## Work item
Reproduce the entries below exactly, but only from the line containing "self.key_prefix = prefix.into();" to the line containing "pub fn epoch_millis(instant: OffsetDateTime)", inclusive.
===== Input records
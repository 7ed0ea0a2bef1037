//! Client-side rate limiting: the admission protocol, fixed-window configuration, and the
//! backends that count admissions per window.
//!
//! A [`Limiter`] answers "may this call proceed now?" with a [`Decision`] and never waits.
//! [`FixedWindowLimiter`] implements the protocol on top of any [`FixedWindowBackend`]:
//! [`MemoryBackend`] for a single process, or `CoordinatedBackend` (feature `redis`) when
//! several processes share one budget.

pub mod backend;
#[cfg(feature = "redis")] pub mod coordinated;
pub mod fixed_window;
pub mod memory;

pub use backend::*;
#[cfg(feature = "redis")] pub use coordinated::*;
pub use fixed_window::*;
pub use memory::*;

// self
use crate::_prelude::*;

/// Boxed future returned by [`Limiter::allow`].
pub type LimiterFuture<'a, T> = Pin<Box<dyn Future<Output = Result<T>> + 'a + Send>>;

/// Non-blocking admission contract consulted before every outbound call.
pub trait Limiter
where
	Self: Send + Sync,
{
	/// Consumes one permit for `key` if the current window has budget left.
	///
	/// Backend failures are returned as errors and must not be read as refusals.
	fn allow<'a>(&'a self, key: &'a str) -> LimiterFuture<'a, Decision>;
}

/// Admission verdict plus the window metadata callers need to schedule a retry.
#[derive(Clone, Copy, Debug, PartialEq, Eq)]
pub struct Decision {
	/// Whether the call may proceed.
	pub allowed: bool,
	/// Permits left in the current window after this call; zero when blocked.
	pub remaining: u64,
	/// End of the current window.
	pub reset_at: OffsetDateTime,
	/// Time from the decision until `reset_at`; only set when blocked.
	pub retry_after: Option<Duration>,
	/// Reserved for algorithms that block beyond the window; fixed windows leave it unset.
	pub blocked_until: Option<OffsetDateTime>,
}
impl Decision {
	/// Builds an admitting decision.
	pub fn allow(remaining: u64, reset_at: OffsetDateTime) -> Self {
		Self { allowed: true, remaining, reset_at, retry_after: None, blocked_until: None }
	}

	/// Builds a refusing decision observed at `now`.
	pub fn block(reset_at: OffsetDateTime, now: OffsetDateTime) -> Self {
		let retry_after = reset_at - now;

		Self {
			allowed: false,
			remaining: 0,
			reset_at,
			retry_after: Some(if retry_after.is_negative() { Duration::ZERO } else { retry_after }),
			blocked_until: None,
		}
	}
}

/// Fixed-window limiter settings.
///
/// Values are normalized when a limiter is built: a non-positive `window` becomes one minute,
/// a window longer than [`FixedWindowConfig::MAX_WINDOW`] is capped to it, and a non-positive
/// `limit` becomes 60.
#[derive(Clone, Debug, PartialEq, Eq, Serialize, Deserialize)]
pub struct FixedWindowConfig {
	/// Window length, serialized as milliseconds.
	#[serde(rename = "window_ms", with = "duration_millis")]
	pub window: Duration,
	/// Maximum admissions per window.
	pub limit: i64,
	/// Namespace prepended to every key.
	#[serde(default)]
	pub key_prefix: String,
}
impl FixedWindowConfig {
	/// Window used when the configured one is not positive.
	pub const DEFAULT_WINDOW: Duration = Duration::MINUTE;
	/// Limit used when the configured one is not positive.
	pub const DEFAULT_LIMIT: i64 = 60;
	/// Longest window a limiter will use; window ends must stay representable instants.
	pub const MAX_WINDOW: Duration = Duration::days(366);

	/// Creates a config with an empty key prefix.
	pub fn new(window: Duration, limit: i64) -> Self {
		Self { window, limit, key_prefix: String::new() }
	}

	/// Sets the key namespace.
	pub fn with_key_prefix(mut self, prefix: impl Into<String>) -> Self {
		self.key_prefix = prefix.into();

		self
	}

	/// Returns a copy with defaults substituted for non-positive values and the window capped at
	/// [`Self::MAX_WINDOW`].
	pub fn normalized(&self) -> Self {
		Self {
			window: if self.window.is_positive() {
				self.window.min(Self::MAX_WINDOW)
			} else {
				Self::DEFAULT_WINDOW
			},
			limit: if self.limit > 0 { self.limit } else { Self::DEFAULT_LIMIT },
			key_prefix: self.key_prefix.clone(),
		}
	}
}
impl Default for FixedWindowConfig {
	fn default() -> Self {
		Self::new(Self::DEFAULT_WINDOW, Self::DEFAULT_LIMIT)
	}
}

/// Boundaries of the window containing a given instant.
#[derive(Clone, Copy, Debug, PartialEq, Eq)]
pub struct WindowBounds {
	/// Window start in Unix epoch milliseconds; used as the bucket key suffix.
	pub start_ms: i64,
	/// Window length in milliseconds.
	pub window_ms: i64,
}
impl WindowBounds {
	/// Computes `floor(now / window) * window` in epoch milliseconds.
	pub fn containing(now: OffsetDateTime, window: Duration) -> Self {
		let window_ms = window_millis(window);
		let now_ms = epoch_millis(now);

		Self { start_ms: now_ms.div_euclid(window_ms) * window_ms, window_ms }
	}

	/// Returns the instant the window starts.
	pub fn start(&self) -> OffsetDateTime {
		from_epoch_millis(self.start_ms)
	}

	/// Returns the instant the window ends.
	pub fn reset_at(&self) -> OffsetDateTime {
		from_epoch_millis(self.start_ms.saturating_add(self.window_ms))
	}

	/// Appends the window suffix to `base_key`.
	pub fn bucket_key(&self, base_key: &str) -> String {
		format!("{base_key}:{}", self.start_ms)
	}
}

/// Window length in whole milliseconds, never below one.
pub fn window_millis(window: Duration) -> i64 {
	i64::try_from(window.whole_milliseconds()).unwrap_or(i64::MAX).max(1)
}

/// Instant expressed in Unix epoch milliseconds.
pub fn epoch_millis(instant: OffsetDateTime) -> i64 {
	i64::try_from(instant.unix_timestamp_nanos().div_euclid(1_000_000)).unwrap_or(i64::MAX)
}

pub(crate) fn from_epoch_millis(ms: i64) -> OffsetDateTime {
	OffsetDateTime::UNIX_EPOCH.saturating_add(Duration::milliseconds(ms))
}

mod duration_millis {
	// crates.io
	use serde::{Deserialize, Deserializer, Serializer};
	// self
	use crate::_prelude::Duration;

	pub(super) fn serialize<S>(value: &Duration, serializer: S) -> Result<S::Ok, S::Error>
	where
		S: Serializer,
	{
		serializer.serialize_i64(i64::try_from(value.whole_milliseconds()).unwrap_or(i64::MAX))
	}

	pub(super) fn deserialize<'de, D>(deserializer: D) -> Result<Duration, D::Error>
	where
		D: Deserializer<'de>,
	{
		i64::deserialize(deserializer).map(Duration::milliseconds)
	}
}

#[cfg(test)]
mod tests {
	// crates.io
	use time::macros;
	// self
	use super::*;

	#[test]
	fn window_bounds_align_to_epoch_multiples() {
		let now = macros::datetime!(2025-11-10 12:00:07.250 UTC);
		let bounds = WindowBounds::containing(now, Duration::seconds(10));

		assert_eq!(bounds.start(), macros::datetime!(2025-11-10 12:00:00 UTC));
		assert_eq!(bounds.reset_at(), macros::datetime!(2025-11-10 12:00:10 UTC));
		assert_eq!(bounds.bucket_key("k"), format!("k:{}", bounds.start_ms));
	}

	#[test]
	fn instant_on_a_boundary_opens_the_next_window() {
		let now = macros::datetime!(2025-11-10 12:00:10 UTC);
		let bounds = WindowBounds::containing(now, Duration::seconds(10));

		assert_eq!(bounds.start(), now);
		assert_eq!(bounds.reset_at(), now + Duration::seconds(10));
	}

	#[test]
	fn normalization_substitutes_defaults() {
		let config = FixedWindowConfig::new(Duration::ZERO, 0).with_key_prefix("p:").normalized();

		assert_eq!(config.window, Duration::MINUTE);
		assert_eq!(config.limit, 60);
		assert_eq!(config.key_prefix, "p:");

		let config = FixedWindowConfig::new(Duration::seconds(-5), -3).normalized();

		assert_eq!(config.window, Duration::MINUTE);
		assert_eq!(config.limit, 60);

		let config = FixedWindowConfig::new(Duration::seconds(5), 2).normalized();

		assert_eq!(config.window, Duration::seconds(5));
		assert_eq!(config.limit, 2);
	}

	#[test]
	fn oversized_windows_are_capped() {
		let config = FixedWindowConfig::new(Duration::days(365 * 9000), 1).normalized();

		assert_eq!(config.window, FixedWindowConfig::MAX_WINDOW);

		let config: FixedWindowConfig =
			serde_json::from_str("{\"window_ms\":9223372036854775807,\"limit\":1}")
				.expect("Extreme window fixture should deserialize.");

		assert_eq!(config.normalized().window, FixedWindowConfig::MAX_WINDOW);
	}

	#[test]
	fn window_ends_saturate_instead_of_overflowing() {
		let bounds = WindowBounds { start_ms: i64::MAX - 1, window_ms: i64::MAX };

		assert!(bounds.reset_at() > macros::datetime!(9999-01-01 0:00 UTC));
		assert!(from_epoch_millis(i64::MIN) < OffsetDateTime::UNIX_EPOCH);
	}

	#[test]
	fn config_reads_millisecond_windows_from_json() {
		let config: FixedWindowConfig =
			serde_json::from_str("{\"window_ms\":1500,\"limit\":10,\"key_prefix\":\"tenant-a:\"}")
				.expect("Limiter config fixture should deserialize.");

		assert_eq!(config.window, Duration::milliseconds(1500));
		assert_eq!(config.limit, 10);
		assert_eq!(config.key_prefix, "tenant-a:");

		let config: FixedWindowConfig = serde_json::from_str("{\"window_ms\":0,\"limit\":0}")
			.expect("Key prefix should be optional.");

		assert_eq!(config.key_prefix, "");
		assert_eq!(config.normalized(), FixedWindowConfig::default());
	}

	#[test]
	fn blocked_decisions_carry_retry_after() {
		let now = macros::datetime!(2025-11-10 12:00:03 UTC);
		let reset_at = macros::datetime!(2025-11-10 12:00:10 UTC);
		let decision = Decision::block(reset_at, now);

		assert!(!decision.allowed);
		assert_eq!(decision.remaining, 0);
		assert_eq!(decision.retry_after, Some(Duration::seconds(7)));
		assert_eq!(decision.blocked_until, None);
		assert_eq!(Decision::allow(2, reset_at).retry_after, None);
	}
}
==========
## Answer to this exercise
		self.key_prefix = prefix.into();

		self
	}

	/// Returns a copy with defaults substituted for non-positive values and the window capped at
	/// [`Self::MAX_WINDOW`].
	pub fn normalized(&self) -> Self {
		Self {
			window: if self.window.is_positive() {
				self.window.min(Self::MAX_WINDOW)
			} else {
				Self::DEFAULT_WINDOW
			},
			limit: if self.limit > 0 { self.limit } else { Self::DEFAULT_LIMIT },
			key_prefix: self.key_prefix.clone(),
		}
	}
}
impl Default for FixedWindowConfig {
	fn default() -> Self {
		Self::new(Self::DEFAULT_WINDOW, Self::DEFAULT_LIMIT)
	}
}

/// Boundaries of the window containing a given instant.
#[derive(Clone, Copy, Debug, PartialEq, Eq)]
pub struct WindowBounds {
	/// Window start in Unix epoch milliseconds; used as the bucket key suffix.
	pub start_ms: i64,
	/// Window length in milliseconds.
	pub window_ms: i64,
}
impl WindowBounds {
	/// Computes `floor(now / window) * window` in epoch milliseconds.
	pub fn containing(now: OffsetDateTime, window: Duration) -> Self {
		let window_ms = window_millis(window);
		let now_ms = epoch_millis(now);

		Self { start_ms: now_ms.div_euclid(window_ms) * window_ms, window_ms }
	}

	/// Returns the instant the window starts.
	pub fn start(&self) -> OffsetDateTime {
		from_epoch_millis(self.start_ms)
	}

	/// Returns the instant the window ends.
	pub fn reset_at(&self) -> OffsetDateTime {
		from_epoch_millis(self.start_ms.saturating_add(self.window_ms))
	}

	/// Appends the window suffix to `base_key`.
	pub fn bucket_key(&self, base_key: &str) -> String {
		format!("{base_key}:{}", self.start_ms)
	}
}

/// Window length in whole milliseconds, never below one.
pub fn window_millis(window: Duration) -> i64 {
	i64::try_from(window.whole_milliseconds()).unwrap_or(i64::MAX).max(1)
}

/// Instant expressed in Unix epoch milliseconds.
pub fn epoch_millis(instant: OffsetDateTime) -> i64 {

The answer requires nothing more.